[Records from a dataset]
________________

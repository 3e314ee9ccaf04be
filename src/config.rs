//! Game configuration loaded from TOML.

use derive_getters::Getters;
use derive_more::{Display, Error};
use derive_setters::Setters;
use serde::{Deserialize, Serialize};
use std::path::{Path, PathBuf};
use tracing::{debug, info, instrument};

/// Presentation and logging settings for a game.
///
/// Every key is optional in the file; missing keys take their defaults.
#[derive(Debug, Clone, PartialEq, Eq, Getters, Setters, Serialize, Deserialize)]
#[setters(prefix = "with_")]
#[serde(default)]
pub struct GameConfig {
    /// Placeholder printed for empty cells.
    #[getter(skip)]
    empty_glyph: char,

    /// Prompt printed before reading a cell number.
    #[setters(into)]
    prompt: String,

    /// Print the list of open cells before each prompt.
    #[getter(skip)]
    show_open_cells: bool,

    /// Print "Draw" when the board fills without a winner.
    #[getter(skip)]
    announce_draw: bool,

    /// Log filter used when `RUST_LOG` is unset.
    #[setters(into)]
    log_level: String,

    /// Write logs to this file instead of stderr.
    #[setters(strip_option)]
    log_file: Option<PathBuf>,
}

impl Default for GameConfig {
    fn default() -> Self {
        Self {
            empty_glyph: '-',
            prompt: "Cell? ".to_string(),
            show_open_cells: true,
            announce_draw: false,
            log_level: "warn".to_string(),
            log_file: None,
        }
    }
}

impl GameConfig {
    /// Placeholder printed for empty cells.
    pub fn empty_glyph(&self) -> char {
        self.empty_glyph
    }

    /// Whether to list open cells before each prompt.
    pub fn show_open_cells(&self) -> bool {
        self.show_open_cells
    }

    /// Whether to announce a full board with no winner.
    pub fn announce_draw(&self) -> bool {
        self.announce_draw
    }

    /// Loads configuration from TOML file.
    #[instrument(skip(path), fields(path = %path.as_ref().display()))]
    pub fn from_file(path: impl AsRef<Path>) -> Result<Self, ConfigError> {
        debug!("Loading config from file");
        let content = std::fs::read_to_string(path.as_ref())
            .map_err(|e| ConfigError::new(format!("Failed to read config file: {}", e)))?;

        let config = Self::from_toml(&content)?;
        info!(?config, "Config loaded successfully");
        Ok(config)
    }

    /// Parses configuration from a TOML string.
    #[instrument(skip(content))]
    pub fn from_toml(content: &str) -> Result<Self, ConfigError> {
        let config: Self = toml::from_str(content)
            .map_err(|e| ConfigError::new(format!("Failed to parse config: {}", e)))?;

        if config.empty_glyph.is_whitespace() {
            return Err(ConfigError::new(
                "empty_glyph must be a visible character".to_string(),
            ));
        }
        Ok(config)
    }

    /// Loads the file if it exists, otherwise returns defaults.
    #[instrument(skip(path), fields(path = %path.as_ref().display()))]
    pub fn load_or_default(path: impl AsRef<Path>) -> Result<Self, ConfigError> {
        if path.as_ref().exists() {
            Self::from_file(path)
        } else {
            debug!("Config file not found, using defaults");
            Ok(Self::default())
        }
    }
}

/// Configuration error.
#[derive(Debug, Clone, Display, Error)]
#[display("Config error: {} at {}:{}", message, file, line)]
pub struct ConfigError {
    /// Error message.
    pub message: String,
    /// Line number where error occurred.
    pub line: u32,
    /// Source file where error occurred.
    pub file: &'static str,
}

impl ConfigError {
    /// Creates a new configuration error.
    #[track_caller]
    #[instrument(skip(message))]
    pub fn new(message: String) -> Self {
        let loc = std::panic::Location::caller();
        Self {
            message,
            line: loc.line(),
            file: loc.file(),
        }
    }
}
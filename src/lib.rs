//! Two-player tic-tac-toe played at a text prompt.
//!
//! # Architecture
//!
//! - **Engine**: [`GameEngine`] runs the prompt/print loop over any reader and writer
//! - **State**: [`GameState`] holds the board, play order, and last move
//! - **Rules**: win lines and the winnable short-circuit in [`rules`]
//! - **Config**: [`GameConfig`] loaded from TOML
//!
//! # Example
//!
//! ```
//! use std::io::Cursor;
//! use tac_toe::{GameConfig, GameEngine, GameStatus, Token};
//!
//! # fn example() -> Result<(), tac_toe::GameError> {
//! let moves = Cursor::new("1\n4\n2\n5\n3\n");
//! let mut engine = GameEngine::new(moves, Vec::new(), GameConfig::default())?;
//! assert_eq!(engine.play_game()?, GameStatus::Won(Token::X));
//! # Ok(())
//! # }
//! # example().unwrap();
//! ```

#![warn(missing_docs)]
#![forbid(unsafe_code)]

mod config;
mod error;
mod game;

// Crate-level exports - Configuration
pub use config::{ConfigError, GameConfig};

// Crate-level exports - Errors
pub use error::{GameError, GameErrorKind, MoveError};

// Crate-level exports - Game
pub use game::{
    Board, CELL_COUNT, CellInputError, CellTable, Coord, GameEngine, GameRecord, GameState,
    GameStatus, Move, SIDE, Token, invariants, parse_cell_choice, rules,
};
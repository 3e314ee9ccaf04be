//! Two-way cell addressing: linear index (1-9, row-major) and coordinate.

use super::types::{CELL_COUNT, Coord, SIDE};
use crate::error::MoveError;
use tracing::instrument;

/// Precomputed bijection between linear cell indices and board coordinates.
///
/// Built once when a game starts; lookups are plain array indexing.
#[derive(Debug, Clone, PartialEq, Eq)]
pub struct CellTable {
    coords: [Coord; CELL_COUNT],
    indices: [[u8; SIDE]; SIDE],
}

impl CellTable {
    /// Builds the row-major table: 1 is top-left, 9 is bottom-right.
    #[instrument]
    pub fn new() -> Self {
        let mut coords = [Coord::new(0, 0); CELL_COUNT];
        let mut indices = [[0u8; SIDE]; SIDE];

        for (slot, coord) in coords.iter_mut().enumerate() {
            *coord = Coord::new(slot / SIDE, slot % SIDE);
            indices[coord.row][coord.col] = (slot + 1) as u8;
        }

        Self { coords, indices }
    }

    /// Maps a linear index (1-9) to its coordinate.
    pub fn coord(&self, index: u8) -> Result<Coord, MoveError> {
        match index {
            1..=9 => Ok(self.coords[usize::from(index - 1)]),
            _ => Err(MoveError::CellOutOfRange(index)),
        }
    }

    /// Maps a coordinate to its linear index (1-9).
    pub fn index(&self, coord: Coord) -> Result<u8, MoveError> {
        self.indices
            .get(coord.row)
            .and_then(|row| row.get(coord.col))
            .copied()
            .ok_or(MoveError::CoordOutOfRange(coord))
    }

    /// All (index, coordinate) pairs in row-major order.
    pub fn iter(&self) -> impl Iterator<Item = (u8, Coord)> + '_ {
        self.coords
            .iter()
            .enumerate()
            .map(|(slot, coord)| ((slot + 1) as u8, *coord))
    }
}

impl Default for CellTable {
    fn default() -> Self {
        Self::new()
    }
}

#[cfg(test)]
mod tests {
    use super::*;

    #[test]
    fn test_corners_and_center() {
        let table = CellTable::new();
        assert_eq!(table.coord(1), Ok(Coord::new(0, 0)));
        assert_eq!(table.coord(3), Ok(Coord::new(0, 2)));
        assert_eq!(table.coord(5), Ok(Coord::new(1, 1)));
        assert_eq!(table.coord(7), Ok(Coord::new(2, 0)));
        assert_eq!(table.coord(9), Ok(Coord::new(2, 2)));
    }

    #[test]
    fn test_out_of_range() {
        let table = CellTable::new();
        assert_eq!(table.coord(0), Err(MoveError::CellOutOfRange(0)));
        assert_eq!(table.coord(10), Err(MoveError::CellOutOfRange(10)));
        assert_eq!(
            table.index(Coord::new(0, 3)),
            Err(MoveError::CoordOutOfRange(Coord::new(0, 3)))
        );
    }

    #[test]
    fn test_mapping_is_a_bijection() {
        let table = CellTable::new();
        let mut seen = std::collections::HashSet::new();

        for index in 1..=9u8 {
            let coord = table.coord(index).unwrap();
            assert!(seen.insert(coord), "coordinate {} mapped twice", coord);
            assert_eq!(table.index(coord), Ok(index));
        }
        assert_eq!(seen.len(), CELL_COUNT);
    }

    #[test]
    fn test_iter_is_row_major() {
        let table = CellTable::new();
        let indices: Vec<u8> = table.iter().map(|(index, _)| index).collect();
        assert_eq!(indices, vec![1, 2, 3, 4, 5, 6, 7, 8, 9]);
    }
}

________________

§ **What you have to do**
The expected result is every line above containing the string "Deserialize".

§ **Answer space**
use serde::{Deserialize, Serialize};
#[derive(Debug, Clone, PartialEq, Eq, Getters, Setters, Serialize, Deserialize)]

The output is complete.